What is expected: Go through the records line by line. Report how many lines contain "ArtifactKind", with nothing else.

** Opening Information shown block **

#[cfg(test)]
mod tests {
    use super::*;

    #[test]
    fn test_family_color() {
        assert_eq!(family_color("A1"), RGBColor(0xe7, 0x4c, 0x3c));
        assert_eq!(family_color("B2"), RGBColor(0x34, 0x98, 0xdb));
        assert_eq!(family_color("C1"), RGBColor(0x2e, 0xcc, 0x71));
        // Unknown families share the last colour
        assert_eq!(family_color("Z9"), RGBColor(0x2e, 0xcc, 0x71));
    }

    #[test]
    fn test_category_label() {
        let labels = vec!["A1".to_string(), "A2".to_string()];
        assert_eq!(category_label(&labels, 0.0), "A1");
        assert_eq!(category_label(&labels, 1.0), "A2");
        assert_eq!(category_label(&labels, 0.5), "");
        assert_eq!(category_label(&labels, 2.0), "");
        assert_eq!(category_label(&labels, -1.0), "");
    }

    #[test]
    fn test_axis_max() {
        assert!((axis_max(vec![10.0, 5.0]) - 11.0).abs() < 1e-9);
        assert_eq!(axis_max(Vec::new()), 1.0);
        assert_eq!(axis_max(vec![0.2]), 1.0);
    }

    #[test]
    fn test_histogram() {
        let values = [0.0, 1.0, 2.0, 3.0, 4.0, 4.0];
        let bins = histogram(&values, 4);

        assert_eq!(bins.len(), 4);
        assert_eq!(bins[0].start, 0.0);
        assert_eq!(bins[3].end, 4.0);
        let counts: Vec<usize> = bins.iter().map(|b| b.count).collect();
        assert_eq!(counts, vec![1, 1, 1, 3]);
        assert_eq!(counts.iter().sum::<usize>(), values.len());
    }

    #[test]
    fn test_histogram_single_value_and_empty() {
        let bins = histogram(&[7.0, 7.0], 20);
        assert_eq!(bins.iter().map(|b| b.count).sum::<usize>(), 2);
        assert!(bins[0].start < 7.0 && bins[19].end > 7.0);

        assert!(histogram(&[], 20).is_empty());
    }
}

** Closing Information shown block **
** Opening Information shown block **

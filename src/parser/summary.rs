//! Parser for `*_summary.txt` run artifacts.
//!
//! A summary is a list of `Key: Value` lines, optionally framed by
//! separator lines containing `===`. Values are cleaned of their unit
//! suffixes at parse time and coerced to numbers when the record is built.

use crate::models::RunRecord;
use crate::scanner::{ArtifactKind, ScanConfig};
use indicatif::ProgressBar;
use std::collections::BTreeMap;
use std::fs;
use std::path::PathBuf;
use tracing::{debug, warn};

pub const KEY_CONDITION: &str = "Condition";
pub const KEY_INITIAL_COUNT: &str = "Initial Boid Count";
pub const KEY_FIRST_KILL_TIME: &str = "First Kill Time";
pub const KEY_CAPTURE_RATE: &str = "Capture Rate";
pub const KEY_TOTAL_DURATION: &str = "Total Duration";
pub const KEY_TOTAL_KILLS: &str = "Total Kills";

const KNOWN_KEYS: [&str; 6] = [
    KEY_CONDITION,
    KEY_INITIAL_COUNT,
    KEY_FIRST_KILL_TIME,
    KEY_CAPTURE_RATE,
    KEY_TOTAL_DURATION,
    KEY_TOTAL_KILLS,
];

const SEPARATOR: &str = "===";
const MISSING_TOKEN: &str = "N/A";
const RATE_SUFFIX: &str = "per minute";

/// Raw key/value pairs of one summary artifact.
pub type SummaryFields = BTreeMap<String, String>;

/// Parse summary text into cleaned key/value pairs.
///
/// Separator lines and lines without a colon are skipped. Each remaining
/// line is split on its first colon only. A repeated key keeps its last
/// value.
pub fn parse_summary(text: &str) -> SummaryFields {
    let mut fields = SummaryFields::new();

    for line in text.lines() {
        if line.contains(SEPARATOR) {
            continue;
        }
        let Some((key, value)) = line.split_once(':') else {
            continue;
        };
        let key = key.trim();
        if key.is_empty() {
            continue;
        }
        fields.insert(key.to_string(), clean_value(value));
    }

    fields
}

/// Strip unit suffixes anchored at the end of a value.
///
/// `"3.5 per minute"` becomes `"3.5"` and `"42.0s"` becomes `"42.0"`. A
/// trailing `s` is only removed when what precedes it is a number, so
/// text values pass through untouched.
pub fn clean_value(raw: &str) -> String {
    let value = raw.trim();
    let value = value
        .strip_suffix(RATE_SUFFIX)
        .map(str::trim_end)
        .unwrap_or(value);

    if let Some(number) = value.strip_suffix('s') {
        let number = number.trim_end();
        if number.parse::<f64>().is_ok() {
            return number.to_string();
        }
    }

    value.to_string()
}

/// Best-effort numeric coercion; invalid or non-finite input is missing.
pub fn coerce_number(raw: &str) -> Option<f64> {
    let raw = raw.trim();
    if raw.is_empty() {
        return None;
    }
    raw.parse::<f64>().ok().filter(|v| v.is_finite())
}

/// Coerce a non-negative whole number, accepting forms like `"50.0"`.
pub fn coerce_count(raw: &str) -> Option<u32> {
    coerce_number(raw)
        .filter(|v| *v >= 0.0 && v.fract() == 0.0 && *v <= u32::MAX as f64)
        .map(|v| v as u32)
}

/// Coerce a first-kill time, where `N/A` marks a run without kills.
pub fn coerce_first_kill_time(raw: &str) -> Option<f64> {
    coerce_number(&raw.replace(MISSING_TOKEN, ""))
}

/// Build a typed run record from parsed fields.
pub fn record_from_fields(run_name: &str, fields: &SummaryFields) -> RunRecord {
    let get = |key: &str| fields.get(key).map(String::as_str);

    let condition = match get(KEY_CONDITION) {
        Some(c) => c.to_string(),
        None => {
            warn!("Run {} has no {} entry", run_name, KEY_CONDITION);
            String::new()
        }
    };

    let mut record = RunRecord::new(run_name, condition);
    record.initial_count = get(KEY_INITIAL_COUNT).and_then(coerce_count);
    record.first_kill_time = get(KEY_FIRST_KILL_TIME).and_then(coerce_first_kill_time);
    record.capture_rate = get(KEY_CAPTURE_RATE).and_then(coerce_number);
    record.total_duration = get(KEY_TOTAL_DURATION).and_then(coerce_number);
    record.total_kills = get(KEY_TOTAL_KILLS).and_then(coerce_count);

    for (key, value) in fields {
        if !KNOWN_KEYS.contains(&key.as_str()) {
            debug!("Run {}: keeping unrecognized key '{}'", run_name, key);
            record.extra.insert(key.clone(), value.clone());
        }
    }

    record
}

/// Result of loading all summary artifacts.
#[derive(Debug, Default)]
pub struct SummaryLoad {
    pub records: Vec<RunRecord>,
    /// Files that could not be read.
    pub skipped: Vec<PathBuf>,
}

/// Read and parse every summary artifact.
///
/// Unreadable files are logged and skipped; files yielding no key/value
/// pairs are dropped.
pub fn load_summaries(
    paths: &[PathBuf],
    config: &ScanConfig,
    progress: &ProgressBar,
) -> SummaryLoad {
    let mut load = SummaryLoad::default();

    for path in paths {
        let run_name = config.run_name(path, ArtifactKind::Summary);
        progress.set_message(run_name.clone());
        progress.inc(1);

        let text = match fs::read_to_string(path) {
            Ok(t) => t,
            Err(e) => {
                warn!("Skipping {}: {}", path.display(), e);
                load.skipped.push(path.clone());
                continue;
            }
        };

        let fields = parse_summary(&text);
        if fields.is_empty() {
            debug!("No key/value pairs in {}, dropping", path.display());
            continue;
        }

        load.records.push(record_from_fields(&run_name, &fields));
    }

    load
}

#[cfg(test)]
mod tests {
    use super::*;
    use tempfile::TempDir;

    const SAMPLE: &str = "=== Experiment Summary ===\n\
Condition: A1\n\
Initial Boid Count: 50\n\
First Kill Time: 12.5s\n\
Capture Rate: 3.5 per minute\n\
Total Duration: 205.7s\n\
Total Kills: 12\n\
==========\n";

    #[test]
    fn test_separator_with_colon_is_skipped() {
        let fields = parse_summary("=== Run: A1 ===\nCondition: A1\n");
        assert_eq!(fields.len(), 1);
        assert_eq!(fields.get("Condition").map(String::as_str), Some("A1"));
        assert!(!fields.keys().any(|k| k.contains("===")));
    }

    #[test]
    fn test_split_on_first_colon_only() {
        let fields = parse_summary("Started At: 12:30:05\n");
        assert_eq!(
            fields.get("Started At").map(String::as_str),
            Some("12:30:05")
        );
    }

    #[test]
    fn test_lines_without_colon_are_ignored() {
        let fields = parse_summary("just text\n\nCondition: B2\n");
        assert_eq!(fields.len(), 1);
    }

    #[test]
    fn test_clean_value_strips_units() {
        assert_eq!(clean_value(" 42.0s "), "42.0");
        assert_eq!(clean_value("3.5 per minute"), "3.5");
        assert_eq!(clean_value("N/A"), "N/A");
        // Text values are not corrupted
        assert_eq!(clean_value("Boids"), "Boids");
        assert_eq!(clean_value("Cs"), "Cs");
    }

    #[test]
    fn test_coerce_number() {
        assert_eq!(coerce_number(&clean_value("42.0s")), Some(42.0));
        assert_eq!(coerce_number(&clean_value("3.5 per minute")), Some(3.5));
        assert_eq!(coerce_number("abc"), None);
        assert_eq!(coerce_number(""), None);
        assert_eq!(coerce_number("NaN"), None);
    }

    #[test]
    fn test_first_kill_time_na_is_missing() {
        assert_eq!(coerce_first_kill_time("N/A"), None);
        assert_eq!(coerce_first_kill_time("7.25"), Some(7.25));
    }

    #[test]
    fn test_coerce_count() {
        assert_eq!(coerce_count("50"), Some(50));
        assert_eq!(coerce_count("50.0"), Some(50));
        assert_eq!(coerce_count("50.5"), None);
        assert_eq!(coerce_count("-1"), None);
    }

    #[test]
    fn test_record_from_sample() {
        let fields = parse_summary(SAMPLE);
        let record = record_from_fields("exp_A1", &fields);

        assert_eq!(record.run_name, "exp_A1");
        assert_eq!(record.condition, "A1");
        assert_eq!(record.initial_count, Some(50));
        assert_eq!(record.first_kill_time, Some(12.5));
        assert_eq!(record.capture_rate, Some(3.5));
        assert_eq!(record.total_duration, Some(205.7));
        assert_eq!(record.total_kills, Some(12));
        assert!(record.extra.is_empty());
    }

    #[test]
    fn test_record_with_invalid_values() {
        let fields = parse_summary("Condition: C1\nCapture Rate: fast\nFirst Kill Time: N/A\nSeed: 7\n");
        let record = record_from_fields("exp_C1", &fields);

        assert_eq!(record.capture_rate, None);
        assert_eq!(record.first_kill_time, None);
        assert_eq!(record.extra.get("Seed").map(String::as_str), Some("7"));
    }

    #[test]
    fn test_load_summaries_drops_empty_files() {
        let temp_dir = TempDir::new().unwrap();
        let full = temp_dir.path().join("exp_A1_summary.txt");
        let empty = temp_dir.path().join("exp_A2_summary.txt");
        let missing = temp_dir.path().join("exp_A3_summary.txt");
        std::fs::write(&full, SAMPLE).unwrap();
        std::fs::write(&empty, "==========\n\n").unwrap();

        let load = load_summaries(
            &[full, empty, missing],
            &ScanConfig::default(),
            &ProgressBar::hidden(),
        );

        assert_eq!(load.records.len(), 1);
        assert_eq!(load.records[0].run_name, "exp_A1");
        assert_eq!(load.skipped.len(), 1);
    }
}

** Closing Information shown block **
** Opening Information shown block **

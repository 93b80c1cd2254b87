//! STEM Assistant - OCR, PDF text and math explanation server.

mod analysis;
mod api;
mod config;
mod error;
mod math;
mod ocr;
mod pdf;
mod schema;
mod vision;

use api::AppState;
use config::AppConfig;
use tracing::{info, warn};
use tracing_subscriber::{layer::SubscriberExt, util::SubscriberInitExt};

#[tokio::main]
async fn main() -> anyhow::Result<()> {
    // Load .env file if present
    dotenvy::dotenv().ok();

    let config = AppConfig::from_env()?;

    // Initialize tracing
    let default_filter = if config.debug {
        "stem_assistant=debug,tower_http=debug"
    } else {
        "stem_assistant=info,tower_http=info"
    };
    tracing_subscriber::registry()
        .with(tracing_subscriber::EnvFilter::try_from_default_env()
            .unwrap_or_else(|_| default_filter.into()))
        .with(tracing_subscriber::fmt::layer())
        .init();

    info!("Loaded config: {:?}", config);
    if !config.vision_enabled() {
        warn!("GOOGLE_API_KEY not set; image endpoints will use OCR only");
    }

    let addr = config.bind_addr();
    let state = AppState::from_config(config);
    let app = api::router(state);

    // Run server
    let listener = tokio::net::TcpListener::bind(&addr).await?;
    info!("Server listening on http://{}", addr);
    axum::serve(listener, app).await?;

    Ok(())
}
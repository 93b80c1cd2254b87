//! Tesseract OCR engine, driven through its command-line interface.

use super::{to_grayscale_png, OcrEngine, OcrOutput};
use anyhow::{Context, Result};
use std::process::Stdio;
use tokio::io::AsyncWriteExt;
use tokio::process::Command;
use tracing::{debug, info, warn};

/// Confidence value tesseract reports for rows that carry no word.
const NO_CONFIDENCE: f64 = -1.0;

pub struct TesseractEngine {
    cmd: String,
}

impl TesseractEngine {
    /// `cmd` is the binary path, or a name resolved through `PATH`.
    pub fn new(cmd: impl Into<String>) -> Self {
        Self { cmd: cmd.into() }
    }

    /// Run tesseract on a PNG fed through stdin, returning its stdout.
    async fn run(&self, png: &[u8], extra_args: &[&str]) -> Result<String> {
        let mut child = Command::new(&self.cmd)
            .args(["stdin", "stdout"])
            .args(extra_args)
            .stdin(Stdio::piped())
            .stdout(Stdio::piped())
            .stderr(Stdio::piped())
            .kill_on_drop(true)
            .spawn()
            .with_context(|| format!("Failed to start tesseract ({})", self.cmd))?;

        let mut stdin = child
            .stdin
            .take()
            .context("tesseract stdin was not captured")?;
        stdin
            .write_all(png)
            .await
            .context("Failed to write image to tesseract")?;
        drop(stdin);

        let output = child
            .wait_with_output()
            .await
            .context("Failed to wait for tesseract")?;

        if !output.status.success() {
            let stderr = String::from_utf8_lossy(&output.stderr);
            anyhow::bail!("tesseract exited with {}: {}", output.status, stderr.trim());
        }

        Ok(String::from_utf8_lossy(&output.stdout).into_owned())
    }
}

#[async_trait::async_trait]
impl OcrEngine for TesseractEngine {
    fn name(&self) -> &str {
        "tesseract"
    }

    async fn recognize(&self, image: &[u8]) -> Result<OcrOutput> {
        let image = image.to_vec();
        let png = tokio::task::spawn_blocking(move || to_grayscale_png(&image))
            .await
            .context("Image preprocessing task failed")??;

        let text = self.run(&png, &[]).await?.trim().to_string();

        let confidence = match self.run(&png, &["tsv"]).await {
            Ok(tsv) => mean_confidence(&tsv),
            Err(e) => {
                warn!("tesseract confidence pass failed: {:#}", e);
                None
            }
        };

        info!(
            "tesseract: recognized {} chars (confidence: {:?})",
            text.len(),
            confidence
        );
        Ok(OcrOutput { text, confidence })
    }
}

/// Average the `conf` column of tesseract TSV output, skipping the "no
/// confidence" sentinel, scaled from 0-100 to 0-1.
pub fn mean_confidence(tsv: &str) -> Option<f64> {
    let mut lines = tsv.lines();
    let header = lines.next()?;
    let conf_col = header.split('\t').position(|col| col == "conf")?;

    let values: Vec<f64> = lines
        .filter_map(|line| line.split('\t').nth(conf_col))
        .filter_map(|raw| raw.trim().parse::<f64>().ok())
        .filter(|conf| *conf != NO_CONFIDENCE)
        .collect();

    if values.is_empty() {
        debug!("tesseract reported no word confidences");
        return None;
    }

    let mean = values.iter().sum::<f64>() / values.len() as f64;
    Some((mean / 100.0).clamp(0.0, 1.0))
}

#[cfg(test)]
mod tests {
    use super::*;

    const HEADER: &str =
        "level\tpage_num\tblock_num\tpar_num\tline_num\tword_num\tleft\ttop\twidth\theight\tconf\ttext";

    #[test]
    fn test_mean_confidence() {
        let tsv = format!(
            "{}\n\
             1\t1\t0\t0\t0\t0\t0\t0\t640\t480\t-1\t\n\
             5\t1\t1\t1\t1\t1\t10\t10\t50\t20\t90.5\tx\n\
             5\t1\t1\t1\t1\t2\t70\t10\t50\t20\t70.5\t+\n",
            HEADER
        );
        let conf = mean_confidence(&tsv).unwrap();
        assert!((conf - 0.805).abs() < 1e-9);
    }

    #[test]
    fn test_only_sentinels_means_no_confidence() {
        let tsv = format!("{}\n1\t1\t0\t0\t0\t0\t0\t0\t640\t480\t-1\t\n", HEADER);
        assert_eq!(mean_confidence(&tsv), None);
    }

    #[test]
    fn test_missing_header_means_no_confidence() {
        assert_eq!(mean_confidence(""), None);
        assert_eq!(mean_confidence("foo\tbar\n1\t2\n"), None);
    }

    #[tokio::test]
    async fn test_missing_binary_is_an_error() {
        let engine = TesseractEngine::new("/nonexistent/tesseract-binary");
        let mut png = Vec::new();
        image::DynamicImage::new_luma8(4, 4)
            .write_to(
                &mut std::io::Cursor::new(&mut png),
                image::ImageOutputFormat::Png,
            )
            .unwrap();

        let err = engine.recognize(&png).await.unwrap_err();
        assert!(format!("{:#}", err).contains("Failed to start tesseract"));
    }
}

** Closing Information shown block **

Solution to this task: 2